• _Task objective_: From the listing below, copy only the lines running from the line that contains "pub mod executor;" to the line that contains "PartialEq, Eq, Serialize, Deserialize)]", both included.

────

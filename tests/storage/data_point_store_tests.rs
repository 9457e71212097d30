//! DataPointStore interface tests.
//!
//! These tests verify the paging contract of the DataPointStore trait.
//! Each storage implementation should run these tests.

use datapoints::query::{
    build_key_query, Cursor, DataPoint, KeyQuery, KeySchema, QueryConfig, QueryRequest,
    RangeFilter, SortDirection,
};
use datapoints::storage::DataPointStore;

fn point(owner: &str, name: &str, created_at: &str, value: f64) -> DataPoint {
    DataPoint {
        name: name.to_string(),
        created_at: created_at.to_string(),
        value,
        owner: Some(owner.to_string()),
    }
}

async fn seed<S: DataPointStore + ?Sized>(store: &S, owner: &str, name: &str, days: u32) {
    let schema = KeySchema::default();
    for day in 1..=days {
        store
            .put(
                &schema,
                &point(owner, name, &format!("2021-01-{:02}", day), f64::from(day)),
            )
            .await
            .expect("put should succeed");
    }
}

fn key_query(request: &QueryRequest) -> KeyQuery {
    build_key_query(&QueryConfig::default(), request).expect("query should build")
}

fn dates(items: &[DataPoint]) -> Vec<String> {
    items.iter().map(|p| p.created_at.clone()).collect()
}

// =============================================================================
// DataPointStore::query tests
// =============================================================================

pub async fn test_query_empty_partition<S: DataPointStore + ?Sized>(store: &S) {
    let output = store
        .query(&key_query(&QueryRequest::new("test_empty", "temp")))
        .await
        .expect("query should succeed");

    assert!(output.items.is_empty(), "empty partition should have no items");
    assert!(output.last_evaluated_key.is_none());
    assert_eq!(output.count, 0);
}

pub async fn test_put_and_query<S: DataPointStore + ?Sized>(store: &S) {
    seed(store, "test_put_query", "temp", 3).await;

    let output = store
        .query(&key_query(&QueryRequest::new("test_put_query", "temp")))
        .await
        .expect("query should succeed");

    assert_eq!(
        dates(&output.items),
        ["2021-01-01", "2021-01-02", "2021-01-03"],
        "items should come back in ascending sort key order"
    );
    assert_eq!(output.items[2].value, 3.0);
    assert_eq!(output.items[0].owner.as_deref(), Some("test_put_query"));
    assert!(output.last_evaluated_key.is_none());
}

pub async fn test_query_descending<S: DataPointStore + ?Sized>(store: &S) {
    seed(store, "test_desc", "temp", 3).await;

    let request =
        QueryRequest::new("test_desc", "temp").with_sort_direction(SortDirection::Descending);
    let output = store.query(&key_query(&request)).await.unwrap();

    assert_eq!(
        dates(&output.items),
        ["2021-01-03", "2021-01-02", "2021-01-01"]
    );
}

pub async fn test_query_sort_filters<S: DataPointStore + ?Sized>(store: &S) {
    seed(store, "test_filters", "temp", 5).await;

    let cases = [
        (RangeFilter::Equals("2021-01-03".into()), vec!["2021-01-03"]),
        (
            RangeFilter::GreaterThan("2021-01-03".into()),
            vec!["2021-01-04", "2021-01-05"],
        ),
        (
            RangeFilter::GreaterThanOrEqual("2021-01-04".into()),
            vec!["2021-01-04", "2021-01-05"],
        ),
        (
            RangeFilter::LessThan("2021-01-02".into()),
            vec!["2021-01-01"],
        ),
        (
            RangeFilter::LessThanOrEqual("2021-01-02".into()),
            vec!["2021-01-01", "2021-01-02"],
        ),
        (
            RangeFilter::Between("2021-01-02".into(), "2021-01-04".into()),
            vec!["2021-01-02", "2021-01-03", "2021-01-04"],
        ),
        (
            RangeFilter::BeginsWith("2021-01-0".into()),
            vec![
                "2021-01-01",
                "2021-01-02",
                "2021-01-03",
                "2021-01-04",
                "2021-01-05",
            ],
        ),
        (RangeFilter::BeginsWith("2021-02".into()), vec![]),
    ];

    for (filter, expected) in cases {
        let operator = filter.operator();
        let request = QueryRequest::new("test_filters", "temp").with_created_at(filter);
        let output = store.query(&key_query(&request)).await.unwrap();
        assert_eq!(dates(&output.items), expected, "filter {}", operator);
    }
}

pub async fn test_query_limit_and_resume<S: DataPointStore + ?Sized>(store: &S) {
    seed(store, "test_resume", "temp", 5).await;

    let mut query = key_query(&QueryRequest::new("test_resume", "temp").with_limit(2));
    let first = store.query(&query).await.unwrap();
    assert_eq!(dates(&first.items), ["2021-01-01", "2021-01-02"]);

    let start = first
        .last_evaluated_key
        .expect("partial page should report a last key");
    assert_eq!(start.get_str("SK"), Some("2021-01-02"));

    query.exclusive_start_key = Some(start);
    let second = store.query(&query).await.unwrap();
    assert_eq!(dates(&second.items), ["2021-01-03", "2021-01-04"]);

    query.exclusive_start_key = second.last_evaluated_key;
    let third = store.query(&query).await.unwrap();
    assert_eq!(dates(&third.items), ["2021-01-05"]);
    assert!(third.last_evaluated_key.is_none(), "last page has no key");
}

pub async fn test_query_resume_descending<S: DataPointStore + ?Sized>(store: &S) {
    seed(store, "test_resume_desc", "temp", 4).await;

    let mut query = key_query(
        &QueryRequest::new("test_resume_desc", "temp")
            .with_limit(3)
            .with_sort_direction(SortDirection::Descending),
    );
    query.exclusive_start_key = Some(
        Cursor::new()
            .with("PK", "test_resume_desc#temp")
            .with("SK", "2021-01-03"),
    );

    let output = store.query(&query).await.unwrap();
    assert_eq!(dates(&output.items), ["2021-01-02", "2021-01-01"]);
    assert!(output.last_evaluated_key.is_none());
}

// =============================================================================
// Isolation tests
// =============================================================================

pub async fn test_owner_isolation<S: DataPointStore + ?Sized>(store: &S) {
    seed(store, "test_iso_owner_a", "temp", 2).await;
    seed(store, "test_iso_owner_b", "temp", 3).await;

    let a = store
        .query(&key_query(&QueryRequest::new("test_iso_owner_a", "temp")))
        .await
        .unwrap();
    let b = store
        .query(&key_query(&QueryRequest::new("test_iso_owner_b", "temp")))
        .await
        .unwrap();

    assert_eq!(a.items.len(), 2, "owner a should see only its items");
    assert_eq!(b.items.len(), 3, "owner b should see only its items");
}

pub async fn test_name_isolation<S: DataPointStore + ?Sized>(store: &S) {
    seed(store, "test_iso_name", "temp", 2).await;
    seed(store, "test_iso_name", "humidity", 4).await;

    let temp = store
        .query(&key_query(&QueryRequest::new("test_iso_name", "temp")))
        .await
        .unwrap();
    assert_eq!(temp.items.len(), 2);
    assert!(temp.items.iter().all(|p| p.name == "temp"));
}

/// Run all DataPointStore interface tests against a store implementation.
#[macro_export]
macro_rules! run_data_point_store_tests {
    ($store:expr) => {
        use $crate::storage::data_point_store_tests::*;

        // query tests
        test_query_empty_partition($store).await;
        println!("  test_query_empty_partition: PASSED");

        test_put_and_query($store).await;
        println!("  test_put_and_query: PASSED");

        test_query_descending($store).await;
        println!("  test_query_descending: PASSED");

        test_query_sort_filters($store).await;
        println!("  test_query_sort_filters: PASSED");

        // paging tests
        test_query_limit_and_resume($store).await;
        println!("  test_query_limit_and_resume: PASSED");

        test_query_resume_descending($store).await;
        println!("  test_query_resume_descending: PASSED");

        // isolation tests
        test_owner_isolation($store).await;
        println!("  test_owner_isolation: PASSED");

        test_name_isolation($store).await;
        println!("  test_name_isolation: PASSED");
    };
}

────

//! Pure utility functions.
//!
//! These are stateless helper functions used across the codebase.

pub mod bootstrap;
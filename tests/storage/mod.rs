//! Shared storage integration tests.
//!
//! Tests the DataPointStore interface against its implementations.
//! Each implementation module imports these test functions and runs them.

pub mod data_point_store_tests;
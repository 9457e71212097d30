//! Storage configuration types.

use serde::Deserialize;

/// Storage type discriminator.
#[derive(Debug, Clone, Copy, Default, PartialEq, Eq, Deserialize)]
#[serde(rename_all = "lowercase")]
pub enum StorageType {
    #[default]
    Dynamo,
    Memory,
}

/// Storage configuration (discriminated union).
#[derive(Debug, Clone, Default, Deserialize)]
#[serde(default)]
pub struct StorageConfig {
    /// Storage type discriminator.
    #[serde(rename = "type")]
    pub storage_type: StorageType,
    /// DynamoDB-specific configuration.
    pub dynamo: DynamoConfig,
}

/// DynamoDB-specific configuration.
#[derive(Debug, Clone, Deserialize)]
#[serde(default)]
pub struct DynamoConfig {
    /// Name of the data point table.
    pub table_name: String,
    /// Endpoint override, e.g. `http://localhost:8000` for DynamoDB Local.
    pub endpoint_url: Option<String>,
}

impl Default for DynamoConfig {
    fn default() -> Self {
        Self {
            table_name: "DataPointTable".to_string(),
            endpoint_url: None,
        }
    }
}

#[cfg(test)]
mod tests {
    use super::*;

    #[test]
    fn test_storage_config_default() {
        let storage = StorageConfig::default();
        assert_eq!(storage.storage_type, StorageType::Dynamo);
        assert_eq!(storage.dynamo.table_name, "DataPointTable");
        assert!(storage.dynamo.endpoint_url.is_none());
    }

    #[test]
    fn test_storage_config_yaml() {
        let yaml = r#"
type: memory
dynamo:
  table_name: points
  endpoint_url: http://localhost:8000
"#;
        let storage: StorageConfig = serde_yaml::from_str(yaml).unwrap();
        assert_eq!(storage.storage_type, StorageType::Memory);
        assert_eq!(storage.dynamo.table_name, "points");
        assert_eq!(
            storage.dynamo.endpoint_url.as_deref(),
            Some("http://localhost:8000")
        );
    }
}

────

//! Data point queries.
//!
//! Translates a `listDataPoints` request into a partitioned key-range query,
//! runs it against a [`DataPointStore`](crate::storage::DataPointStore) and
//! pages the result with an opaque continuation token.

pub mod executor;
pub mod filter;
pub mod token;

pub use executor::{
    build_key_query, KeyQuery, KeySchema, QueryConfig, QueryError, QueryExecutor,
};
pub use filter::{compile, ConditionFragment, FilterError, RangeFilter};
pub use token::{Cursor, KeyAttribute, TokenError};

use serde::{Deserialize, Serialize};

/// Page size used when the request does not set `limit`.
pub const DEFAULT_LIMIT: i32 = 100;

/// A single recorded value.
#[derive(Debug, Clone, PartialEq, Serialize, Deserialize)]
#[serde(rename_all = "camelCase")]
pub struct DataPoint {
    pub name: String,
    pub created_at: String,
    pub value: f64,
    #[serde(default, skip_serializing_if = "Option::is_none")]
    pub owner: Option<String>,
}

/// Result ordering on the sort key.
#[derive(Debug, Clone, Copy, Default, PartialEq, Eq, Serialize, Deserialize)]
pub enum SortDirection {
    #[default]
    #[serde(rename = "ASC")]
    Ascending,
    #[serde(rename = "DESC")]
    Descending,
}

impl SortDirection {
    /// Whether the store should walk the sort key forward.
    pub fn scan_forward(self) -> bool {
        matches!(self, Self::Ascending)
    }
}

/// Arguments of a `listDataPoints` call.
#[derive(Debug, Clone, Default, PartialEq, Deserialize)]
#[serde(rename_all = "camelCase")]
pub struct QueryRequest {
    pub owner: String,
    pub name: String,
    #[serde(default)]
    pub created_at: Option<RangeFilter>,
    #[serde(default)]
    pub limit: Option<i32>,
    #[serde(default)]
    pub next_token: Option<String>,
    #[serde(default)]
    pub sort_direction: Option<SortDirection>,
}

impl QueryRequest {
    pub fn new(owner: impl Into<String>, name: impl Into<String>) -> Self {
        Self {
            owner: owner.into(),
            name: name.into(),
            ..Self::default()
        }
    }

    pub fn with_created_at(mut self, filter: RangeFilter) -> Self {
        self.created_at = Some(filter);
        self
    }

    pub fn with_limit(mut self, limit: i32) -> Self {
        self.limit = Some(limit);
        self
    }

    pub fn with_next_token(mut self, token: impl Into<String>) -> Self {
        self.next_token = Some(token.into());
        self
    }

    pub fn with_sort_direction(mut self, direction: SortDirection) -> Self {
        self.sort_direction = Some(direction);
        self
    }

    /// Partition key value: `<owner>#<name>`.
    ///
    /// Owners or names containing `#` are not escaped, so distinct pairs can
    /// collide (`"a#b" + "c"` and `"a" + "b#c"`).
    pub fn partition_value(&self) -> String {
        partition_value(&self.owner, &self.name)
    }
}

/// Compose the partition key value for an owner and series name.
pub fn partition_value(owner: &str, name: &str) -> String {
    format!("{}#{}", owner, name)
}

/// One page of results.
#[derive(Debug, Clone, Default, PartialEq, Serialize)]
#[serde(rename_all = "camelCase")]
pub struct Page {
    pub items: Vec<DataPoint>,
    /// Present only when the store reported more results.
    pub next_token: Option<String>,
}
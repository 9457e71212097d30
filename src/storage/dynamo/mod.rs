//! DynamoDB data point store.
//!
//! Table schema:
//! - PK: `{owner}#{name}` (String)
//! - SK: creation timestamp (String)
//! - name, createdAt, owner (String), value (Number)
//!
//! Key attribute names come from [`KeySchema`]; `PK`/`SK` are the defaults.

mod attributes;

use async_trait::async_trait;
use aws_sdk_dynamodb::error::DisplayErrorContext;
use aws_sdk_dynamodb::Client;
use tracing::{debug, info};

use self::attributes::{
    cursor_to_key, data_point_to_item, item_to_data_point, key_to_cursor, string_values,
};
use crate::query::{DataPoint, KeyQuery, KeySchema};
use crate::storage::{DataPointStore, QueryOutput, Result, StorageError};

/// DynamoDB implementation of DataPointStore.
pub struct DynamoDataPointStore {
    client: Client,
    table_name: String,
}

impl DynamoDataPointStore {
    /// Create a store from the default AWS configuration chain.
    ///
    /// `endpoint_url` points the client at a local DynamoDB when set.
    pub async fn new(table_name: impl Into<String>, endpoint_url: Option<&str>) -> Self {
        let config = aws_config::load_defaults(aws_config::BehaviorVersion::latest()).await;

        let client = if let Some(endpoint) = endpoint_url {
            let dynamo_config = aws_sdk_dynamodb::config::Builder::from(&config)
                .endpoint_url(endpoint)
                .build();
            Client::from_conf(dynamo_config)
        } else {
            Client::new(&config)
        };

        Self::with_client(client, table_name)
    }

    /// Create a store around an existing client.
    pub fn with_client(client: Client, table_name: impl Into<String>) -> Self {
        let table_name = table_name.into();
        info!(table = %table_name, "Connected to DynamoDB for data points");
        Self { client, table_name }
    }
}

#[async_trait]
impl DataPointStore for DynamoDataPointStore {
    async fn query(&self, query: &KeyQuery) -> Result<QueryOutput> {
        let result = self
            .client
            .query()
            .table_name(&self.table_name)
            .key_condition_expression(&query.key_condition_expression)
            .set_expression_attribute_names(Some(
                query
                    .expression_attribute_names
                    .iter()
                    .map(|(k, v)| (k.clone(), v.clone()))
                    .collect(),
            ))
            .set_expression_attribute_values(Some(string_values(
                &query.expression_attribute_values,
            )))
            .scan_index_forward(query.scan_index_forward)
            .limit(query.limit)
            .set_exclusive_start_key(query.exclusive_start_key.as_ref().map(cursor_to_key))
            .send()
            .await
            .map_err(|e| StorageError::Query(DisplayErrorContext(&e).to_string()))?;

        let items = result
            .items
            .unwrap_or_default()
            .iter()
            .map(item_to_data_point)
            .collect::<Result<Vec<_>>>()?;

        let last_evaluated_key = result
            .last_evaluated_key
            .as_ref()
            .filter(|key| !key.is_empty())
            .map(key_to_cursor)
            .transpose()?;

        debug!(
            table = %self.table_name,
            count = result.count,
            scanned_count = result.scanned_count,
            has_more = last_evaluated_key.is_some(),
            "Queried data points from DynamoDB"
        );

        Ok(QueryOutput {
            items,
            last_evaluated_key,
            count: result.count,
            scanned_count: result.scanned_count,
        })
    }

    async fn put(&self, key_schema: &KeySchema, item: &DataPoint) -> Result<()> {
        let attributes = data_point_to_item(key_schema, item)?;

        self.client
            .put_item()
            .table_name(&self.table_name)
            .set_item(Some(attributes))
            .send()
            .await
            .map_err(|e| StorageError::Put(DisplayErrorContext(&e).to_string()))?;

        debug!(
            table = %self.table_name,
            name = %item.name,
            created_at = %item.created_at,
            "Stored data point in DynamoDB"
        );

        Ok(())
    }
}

────

• _Task solution_:
pub mod executor;
pub mod filter;
pub mod token;

pub use executor::{
    build_key_query, KeyQuery, KeySchema, QueryConfig, QueryError, QueryExecutor,
};
pub use filter::{compile, ConditionFragment, FilterError, RangeFilter};
pub use token::{Cursor, KeyAttribute, TokenError};

use serde::{Deserialize, Serialize};

/// Page size used when the request does not set `limit`.
pub const DEFAULT_LIMIT: i32 = 100;

/// A single recorded value.
#[derive(Debug, Clone, PartialEq, Serialize, Deserialize)]
#[serde(rename_all = "camelCase")]
pub struct DataPoint {
    pub name: String,
    pub created_at: String,
    pub value: f64,
    #[serde(default, skip_serializing_if = "Option::is_none")]
    pub owner: Option<String>,
}

/// Result ordering on the sort key.
#[derive(Debug, Clone, Copy, Default, PartialEq, Eq, Serialize, Deserialize)]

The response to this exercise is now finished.